Try it: Line by line, transcribe the material shown below exactly.

Study material:
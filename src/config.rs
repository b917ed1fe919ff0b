//! Configuration types for `atdeps.toml`.

use serde::Deserialize;
use std::path::{Path, PathBuf};

/// Root configuration.
#[derive(Debug, Deserialize)]
pub struct Config {
    pub output: OutputConfig,
    pub sdk: SdkConfig,
    #[serde(default)]
    pub offset: Vec<OffsetConfig>,
    #[serde(default)]
    pub size: Vec<SizeConfig>,
}

/// Settings for the emitted module.
#[derive(Debug, Deserialize)]
pub struct OutputConfig {
    /// Absolute path of the vendor shared library, declared as `_DLL`.
    pub library: String,
}

/// Where the SDK headers live and how to compile against them.
#[derive(Debug, Deserialize)]
pub struct SdkConfig {
    /// Headers included by the probe translation unit, in order.
    pub headers: Vec<PathBuf>,
    /// Extra clang arguments (e.g. `-I/usr/local/include`).
    #[serde(default)]
    pub clang_args: Vec<String>,
    /// Probe host-OS extension constants on matching platforms.
    #[serde(default = "default_true")]
    pub platform_extensions: bool,
}

fn default_true() -> bool {
    true
}

impl SdkConfig {
    /// Header paths resolved against the config file's directory.
    pub fn header_paths(&self, base_dir: &Path) -> Vec<PathBuf> {
        self.headers
            .iter()
            .map(|h| {
                if h.is_absolute() {
                    h.clone()
                } else {
                    base_dir.join(h)
                }
            })
            .collect()
    }
}

/// A requested structure-field offset declaration.
#[derive(Debug, Deserialize)]
pub struct OffsetConfig {
    /// Identifier emitted as `_offsetof_<ident>`.
    pub ident: String,
    /// C spelling of the structure type.
    pub record: String,
    /// Field name within the structure.
    pub field: String,
}

/// A requested structure-size declaration, emitted as `_sizeof_<ident>`.
#[derive(Debug, Deserialize)]
pub struct SizeConfig {
    pub ident: String,
    pub record: String,
}

/// Load and parse an `atdeps.toml` configuration file.
pub fn load_config(path: &Path) -> anyhow::Result<Config> {
    let content = std::fs::read_to_string(path)
        .map_err(|e| anyhow::anyhow!("failed to read config file {}: {}", path.display(), e))?;
    let config: Config = toml::from_str(&content)
        .map_err(|e| anyhow::anyhow!("failed to parse config file {}: {}", path.display(), e))?;
    Ok(config)
}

The answer:
filename src/config.rs
repository b917ed1fe919ff0b
//! Configuration types for `atdeps.toml`.

use serde::Deserialize;
use std::path::{Path, PathBuf};

/// Root configuration.
#[derive(Debug, Deserialize)]
pub struct Config {
    pub output: OutputConfig,
    pub sdk: SdkConfig,
    #[serde(default)]
    pub offset: Vec<OffsetConfig>,
    #[serde(default)]
    pub size: Vec<SizeConfig>,
}

/// Settings for the emitted module.
#[derive(Debug, Deserialize)]
pub struct OutputConfig {
    /// Absolute path of the vendor shared library, declared as `_DLL`.
    pub library: String,
}

/// Where the SDK headers live and how to compile against them.
#[derive(Debug, Deserialize)]
pub struct SdkConfig {
    /// Headers included by the probe translation unit, in order.
    pub headers: Vec<PathBuf>,
    /// Extra clang arguments (e.g. `-I/usr/local/include`).
    #[serde(default)]
    pub clang_args: Vec<String>,
    /// Probe host-OS extension constants on matching platforms.
    #[serde(default = "default_true")]
    pub platform_extensions: bool,
}

fn default_true() -> bool {
    true
}

impl SdkConfig {
    /// Header paths resolved against the config file's directory.
    pub fn header_paths(&self, base_dir: &Path) -> Vec<PathBuf> {
        self.headers
            .iter()
            .map(|h| {
                if h.is_absolute() {
                    h.clone()
                } else {
                    base_dir.join(h)
                }
            })
            .collect()
    }
}

/// A requested structure-field offset declaration.
#[derive(Debug, Deserialize)]
pub struct OffsetConfig {
    /// Identifier emitted as `_offsetof_<ident>`.
    pub ident: String,
    /// C spelling of the structure type.
    pub record: String,
    /// Field name within the structure.
    pub field: String,
}

/// A requested structure-size declaration, emitted as `_sizeof_<ident>`.
#[derive(Debug, Deserialize)]
pub struct SizeConfig {
    pub ident: String,
    pub record: String,
}

/// Load and parse an `atdeps.toml` configuration file.
pub fn load_config(path: &Path) -> anyhow::Result<Config> {
    let content = std::fs::read_to_string(path)
        .map_err(|e| anyhow::anyhow!("failed to read config file {}: {}", path.display(), e))?;
    let config: Config = toml::from_str(&content)
        .map_err(|e| anyhow::anyhow!("failed to parse config file {}: {}", path.display(), e))?;
    Ok(config)
}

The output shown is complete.